Look below for the line containing "Ok(mask_word(&last, word))"; from there through the line containing "if let Some(usage)", both lines included, please set down each line exactly and nothing else.

[Collected data entries]
--- --- ---

use anyhow::Result;
use once_cell::sync::OnceCell;
use serde::Deserialize;
use std::net::SocketAddr;
use std::time::Duration;

static CONFIG: OnceCell<Config> = OnceCell::new();

/// 配置文件路径的环境变量，未设置时读取工作目录下的 `config.toml`
pub const CONFIG_PATH_ENV: &str = "SPELLTRAIN_CONFIG";

#[derive(Debug, Clone, Deserialize)]
pub struct Config {
    pub server: ServerConfig,
    pub log: LogConfig,
    pub cors: CorsConfig,
    pub openai: OpenAiConfig,
    pub generator: GeneratorConfig,
    #[serde(default)]
    pub storage: StorageConfig,
}

#[derive(Debug, Clone, Deserialize)]
pub struct ServerConfig {
    pub host: String,
    pub port: u16,
}

#[derive(Debug, Clone, Deserialize)]
pub struct LogConfig {
    pub level: String,
}

#[derive(Debug, Clone, Deserialize)]
pub struct CorsConfig {
    pub allow_all_origins: Option<bool>,
    pub allowed_origins: Option<Vec<String>>,
}

/// 大模型接口配置
#[derive(Debug, Clone, Deserialize)]
pub struct OpenAiConfig {
    pub base_url: String,
    /// 存放 API Key 的环境变量名，密钥本身不写进配置文件
    pub api_key_env: String,
    pub list_model: String,
    pub repair_model: String,
    /// 单次请求超时（秒）
    pub request_timeout: u64,
    pub price_per_1k_tokens: f64,
}

#[derive(Debug, Clone, Deserialize)]
pub struct GeneratorConfig {
    pub words_per_list: usize,
    pub extra_words: usize,
    pub definition_word_limit: usize,
    pub repair_attempts: usize,
}

#[derive(Debug, Clone, Default, Deserialize)]
pub struct StorageConfig {
    /// 为空时使用内存存储
    pub redis_url: Option<String>,
}

impl Default for GeneratorConfig {
    fn default() -> Self {
        GeneratorConfig {
            words_per_list: 10,
            extra_words: 6,
            definition_word_limit: 7,
            repair_attempts: 3,
        }
    }
}

impl Default for OpenAiConfig {
    fn default() -> Self {
        OpenAiConfig {
            base_url: "https://api.openai.com/v1/".to_string(),
            api_key_env: "OPENAI_API_KEY".to_string(),
            list_model: "gpt-4-1106-preview".to_string(),
            repair_model: "gpt-3.5-turbo-1106".to_string(),
            request_timeout: 60,
            price_per_1k_tokens: 0.0010,
        }
    }
}

impl OpenAiConfig {
    pub fn request_timeout(&self) -> Duration {
        Duration::from_secs(self.request_timeout)
    }
}

impl Config {
    /// 从指定文件加载配置，文件缺失的键使用默认值
    pub fn load_from(path: &str) -> Result<Self> {
        let openai = OpenAiConfig::default();
        let generator = GeneratorConfig::default();

        let config = config::Config::builder()
            .set_default("server.host", "0.0.0.0")?
            .set_default("server.port", 8000)?
            .set_default("log.level", "info")?
            .set_default("cors.allow_all_origins", true)?
            .set_default("openai.base_url", openai.base_url)?
            .set_default("openai.api_key_env", openai.api_key_env)?
            .set_default("openai.list_model", openai.list_model)?
            .set_default("openai.repair_model", openai.repair_model)?
            .set_default("openai.request_timeout", openai.request_timeout as i64)?
            .set_default("openai.price_per_1k_tokens", openai.price_per_1k_tokens)?
            .set_default("generator.words_per_list", generator.words_per_list as i64)?
            .set_default("generator.extra_words", generator.extra_words as i64)?
            .set_default(
                "generator.definition_word_limit",
                generator.definition_word_limit as i64,
            )?
            .set_default("generator.repair_attempts", generator.repair_attempts as i64)?
            .add_source(config::File::with_name(path).required(false))
            .add_source(
                config::Environment::with_prefix("SPELLTRAIN")
                    .prefix_separator("_")
                    .separator("__"),
            )
            .build()?;

        Ok(config.try_deserialize::<Config>()?)
    }

    pub fn load() -> Result<Self> {
        let path = std::env::var(CONFIG_PATH_ENV).unwrap_or_else(|_| "config".to_string());
        Self::load_from(&path)
    }

    /// 初始化全局配置
    pub fn init() -> Result<()> {
        let config = Self::load()?;
        CONFIG
            .set(config)
            .map_err(|_| anyhow::anyhow!("配置已经初始化"))?;
        Ok(())
    }

    /// 获取全局配置实例
    pub fn get() -> &'static Config {
        CONFIG.get().expect("配置未初始化，请先调用 Config::init()")
    }

    pub fn http_addr(&self) -> Result<SocketAddr> {
        let addr: SocketAddr = format!("{}:{}", self.server.host, self.server.port).parse()?;
        Ok(addr)
    }

    pub fn log_filter(&self) -> String {
        format!(
            "spelltrain_hangman={},tower_http={}",
            self.log.level, self.log.level
        )
    }
}

#[cfg(test)]
mod tests {
    use super::*;

    #[test]
    fn missing_file_falls_back_to_defaults() {
        let config = Config::load_from("does-not-exist/config").unwrap();

        assert_eq!(config.server.port, 8000);
        assert_eq!(config.generator.words_per_list, 10);
        assert_eq!(config.generator.extra_words, 6);
        assert_eq!(config.openai.api_key_env, "OPENAI_API_KEY");
        assert_eq!(config.openai.repair_model, "gpt-3.5-turbo-1106");
        assert!(config.storage.redis_url.is_none());
    }

    #[test]
    fn log_filter_targets_crate() {
        let config = Config::load_from("does-not-exist/config").unwrap();
        assert_eq!(
            config.log_filter(),
            "spelltrain_hangman=info,tower_http=info"
        );
        assert_eq!(config.openai.request_timeout(), Duration::from_secs(60));
    }
}
use crate::completion::{ChatCompletion, ChatMessage, ChatRequest, CompletionClient, LlmError};
use crate::config::{GeneratorConfig, OpenAiConfig};
use crate::word::{Difficulty, TopicEvaluation, WordInfo, definition_leaks_word};
use serde::Deserialize;
use std::collections::HashSet;
use std::sync::Arc;
use tracing::{debug, error, info, warn};

pub const WORD_LIST_ERROR: &str = "Error getting word list. Please try again later.";
pub const DEFINITION_ERROR: &str = "Error getting word definition. Please try again later.";
pub const TOPIC_ERROR: &str = "Error evaluating topic. Please try again later.";

/// 返回给调用方的生成错误。`message` 面向用户，`cause` 只写日志
#[derive(Debug, thiserror::Error)]
#[error("{message}")]
pub struct GenerationError {
    message: &'static str,
    #[source]
    cause: LlmError,
}

impl GenerationError {
    pub fn new(message: &'static str, cause: LlmError) -> Self {
        GenerationError { message, cause }
    }

    pub fn message(&self) -> &'static str {
        self.message
    }

    pub fn cause(&self) -> &LlmError {
        &self.cause
    }
}

/// 生成器参数
#[derive(Debug, Clone)]
pub struct GeneratorSettings {
    pub list_model: String,
    pub repair_model: String,
    pub words_per_list: usize,
    pub extra_words: usize,
    pub definition_word_limit: usize,
    /// 修复后仍包含单词时最多重试的次数
    pub repair_attempts: usize,
    pub price_per_1k_tokens: f64,
}

impl GeneratorSettings {
    pub fn from_config(openai: &OpenAiConfig, generator: &GeneratorConfig) -> Self {
        GeneratorSettings {
            list_model: openai.list_model.clone(),
            repair_model: openai.repair_model.clone(),
            words_per_list: generator.words_per_list,
            extra_words: generator.extra_words,
            definition_word_limit: generator.definition_word_limit,
            repair_attempts: generator.repair_attempts,
            price_per_1k_tokens: openai.price_per_1k_tokens,
        }
    }
}

impl Default for GeneratorSettings {
    fn default() -> Self {
        Self::from_config(&OpenAiConfig::default(), &GeneratorConfig::default())
    }
}

#[derive(Debug, Deserialize)]
struct WordListPayload {
    words: Vec<WordInfo>,
}

#[derive(Debug, Deserialize)]
struct DefinitionPayload {
    definition: String,
}

/// 单词表生成流水线：请求模型、解析 JSON、修复泄露单词的释义
#[derive(Clone)]
pub struct WordListGenerator {
    client: Arc<dyn CompletionClient>,
    settings: GeneratorSettings,
}

impl WordListGenerator {
    pub fn new(client: Arc<dyn CompletionClient>, settings: GeneratorSettings) -> Self {
        WordListGenerator { client, settings }
    }

    /// 为主题生成一组单词，数量为 `words_per_list`
    pub async fn generate(
        &self,
        topic: &str,
        difficulty: Difficulty,
    ) -> Result<Vec<WordInfo>, GenerationError> {
        self.generate_words(topic, difficulty, self.settings.words_per_list)
            .await
            .map_err(|cause| {
                error!("生成单词表失败, topic={}, difficulty={}: {}", topic, difficulty, cause);
                GenerationError::new(WORD_LIST_ERROR, cause)
            })
    }

    /// 为已有单词表追加 `extra_words` 个新词，跳过已存在的单词
    pub async fn generate_more(
        &self,
        topic: &str,
        difficulty: Difficulty,
        existing: &[String],
    ) -> Result<Vec<WordInfo>, GenerationError> {
        let fresh = self
            .generate_fresh_words(topic, difficulty, existing)
            .await
            .map_err(|cause| {
                error!("追加单词失败, topic={}: {}", topic, cause);
                GenerationError::new(WORD_LIST_ERROR, cause)
            })?;

        debug!("追加单词 {} 个, topic={}", fresh.len(), topic);
        Ok(fresh)
    }

    /// 请求一个不包含单词本身的新释义
    pub async fn repair_definition(&self, word: &str, topic: &str) -> Result<String, GenerationError> {
        self.request_definition(word, topic).await.map_err(|cause| {
            error!("获取释义失败, word={}: {}", word, cause);
            GenerationError::new(DEFINITION_ERROR, cause)
        })
    }

    /// 判断主题是否适合生成单词表
    pub async fn evaluate_topic(&self, topic: &str) -> Result<TopicEvaluation, GenerationError> {
        self.request_topic_evaluation(topic).await.map_err(|cause| {
            error!("评估主题失败, topic={}: {}", topic, cause);
            GenerationError::new(TOPIC_ERROR, cause)
        })
    }

    async fn generate_words(
        &self,
        topic: &str,
        difficulty: Difficulty,
        count: usize,
    ) -> Result<Vec<WordInfo>, LlmError> {
        let words = self.fetch_words(topic, difficulty, count, &[]).await?;
        self.repair_words(words, topic).await
    }

    /// 先按已有单词去重，只修复留下来的单词
    async fn generate_fresh_words(
        &self,
        topic: &str,
        difficulty: Difficulty,
        existing: &[String],
    ) -> Result<Vec<WordInfo>, LlmError> {
        let words = self
            .fetch_words(topic, difficulty, self.settings.extra_words, existing)
            .await?;

        let mut seen: HashSet<String> = existing.iter().map(|w| w.to_lowercase()).collect();
        let fresh: Vec<WordInfo> = words
            .into_iter()
            .filter(|info| seen.insert(info.word.to_lowercase()))
            .collect();
        self.repair_words(fresh, topic).await
    }

    /// 请求单词表并解析，不做修复
    async fn fetch_words(
        &self,
        topic: &str,
        difficulty: Difficulty,
        count: usize,
        exclude: &[String],
    ) -> Result<Vec<WordInfo>, LlmError> {
        let messages = word_list_messages(
            topic,
            difficulty,
            count,
            self.settings.definition_word_limit,
            exclude,
        );
        let request = ChatRequest::json(&self.settings.list_model, messages);
        let completion = self.client.complete(&request).await?;
        self.log_usage(&request.model, &completion);

        parse_word_list(&completion.content)
    }

    async fn repair_words(&self, mut words: Vec<WordInfo>, topic: &str) -> Result<Vec<WordInfo>, LlmError> {
        for info in words.iter_mut() {
            if info.is_self_referential() {
                debug!("释义包含单词本身，修复: {}", info.word);
                info.definition = self.repair_until_clean(&info.word, topic).await?;
            }
        }
        Ok(words)
    }

    /// 修复释义并重新校验，仍不合格时用下划线遮住单词
    async fn repair_until_clean(&self, word: &str, topic: &str) -> Result<String, LlmError> {
        let attempts = self.settings.repair_attempts.max(1);
        let mut last = String::new();

        for attempt in 1..=attempts {
            let definition = self.request_definition(word, topic).await?;
            if !definition_leaks_word(word, &definition) {
                return Ok(definition);
            }
            warn!("第{}次修复后释义仍包含单词 {}", attempt, word);
            last = definition;
        }

        Ok(mask_word(&last, word))
    }

    async fn request_definition(&self, word: &str, topic: &str) -> Result<String, LlmError> {
        let messages = definition_messages(word, topic, self.settings.definition_word_limit);
        let request = ChatRequest::json(&self.settings.repair_model, messages).with_temperature(0.0);
        let completion = self.client.complete(&request).await?;
        self.log_usage(&request.model, &completion);

        let payload: DefinitionPayload = serde_json::from_str(&completion.content)
            .map_err(|e| LlmError::MalformedResponse(format!("definition payload: {}", e)))?;
        Ok(payload.definition)
    }

    async fn request_topic_evaluation(&self, topic: &str) -> Result<TopicEvaluation, LlmError> {
        let request = ChatRequest::json(&self.settings.repair_model, topic_messages(topic))
            .with_temperature(0.0);
        let completion = self.client.complete(&request).await?;
        self.log_usage(&request.model, &completion);

        serde_json::from_str(&completion.content)
            .map_err(|e| LlmError::MalformedResponse(format!("topic evaluation payload: {}", e)))
    }

    fn log_usage(&self, model: &str, completion: &ChatCompletion) {
        if let Some(usage) = completion.usage {
            let cost = usage.total_tokens as f64 / 1000.0 * self.settings.price_per_1k_tokens;
            info!(
                model,
                total_tokens = usage.total_tokens,
                cost = %format!("${:.6}", cost),
                "模型调用用量"
            );
        }
    }
}

/// 单词表请求的消息
pub fn word_list_messages(
    topic: &str,
    difficulty: Difficulty,
    count: usize,
    definition_word_limit: usize,
    exclude: &[String],
) -> Vec<ChatMessage> {
    let mut user_prompt = format!(
        "Create a list of {} words related to the topic \"{}\" with difficulty level \"{}\". Provide a simple definition for each word. Easy: 1-4 letter words, Medium: 4-7 letter words, Hard: 7+ letter words.",
        count, topic, difficulty
    );
    if !exclude.is_empty() {
        user_prompt.push_str(&format!(
            " Do not include any of these words: {}.",
            exclude.join(", ")
        ));
    }

    vec![
        ChatMessage::system(
            "You are a helpful dictionary assistant designed to determine a list of words related to a topic.",
        ),
        ChatMessage::system(
            r#"The JSON response should be in the following format: {"words" : [{"word": "word", "definition": "definition"}]}"#,
        ),
        ChatMessage::system(format!(
            "The definition does not include the word itself and should be concise and contain less than {} words.",
            definition_word_limit
        )),
        ChatMessage::user(user_prompt),
    ]
}

/// 释义修复请求的消息
pub fn definition_messages(word: &str, topic: &str, definition_word_limit: usize) -> Vec<ChatMessage> {
    vec![
        ChatMessage::system(
            "You are a helpful dictionary assistant designed to output a simple definition for a word.",
        ),
        ChatMessage::system(
            r#"The JSON response should be in the following format: {"definition": "result here"}"#,
        ),
        ChatMessage::system(
            "If you are unsure, try to provide the most likely definition based on the word itself.",
        ),
        ChatMessage::system(format!(
            "The definition should be concise and contain less than {} words and should not include the word \"{}\" itself.",
            definition_word_limit, word
        )),
        ChatMessage::user(format!(
            "Provide a simple definition within {} words for the word \"{}\" related to {}.",
            definition_word_limit, word, topic
        )),
    ]
}

/// 主题评估请求的消息
pub fn topic_messages(topic: &str) -> Vec<ChatMessage> {
    vec![
        ChatMessage::system(
            "You are a helpful assistant designed to decide whether a topic is suitable for generating a vocabulary word list.",
        ),
        ChatMessage::system(
            r#"The JSON response should be in the following format: {"isValid": true, "reason": "reason here"}"#,
        ),
        ChatMessage::system(
            "A topic is valid when it is appropriate for all ages and specific enough to produce related words. If the topic is invalid, briefly explain why in the reason.",
        ),
        ChatMessage::user(format!("Evaluate the topic \"{}\".", topic)),
    ]
}

/// 解析 `{"words": [...]}`，缺少字段或单词为空都视为格式错误
pub fn parse_word_list(content: &str) -> Result<Vec<WordInfo>, LlmError> {
    let payload: WordListPayload = serde_json::from_str(content)
        .map_err(|e| LlmError::MalformedResponse(format!("word list payload: {}", e)))?;

    if let Some(blank) = payload.words.iter().position(|w| w.word.trim().is_empty()) {
        return Err(LlmError::MalformedResponse(format!(
            "word list entry {} has an empty word",
            blank + 1
        )));
    }

    Ok(payload.words)
}

/// 将释义中出现的单词（不区分大小写）替换为下划线。
/// 匹配在 `to_lowercase` 之后的字符串上进行，与泄露检查的比较方式一致
pub fn mask_word(definition: &str, word: &str) -> String {
    let needle: Vec<char> = word.to_lowercase().chars().collect();
    if needle.is_empty() {
        return definition.to_string();
    }
    let lowered: Vec<char> = definition.to_lowercase().chars().collect();

    let mut masked = vec![false; lowered.len()];
    let mut i = 0;
    while i + needle.len() <= lowered.len() {
        if lowered[i..i + needle.len()] == needle[..] {
            masked[i..i + needle.len()].fill(true);
            i += needle.len();
        } else {
            i += 1;
        }
    }

    // 原字符与其小写形式在 `lowered` 中占据的位置一一对应
    let mut start = 0;
    definition
        .chars()
        .map(|c| {
            let span = c.to_lowercase().count();
            let hit = masked
                .get(start..start + span)
                .is_some_and(|range| range.iter().any(|&m| m));
            start += span;
            if hit { '_' } else { c }
        })
        .collect()
}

--- --- ---

Task response:
        Ok(mask_word(&last, word))
    }

    async fn request_definition(&self, word: &str, topic: &str) -> Result<String, LlmError> {
        let messages = definition_messages(word, topic, self.settings.definition_word_limit);
        let request = ChatRequest::json(&self.settings.repair_model, messages).with_temperature(0.0);
        let completion = self.client.complete(&request).await?;
        self.log_usage(&request.model, &completion);

        let payload: DefinitionPayload = serde_json::from_str(&completion.content)
            .map_err(|e| LlmError::MalformedResponse(format!("definition payload: {}", e)))?;
        Ok(payload.definition)
    }

    async fn request_topic_evaluation(&self, topic: &str) -> Result<TopicEvaluation, LlmError> {
        let request = ChatRequest::json(&self.settings.repair_model, topic_messages(topic))
            .with_temperature(0.0);
        let completion = self.client.complete(&request).await?;
        self.log_usage(&request.model, &completion);

        serde_json::from_str(&completion.content)
            .map_err(|e| LlmError::MalformedResponse(format!("topic evaluation payload: {}", e)))
    }

    fn log_usage(&self, model: &str, completion: &ChatCompletion) {
        if let Some(usage) = completion.usage {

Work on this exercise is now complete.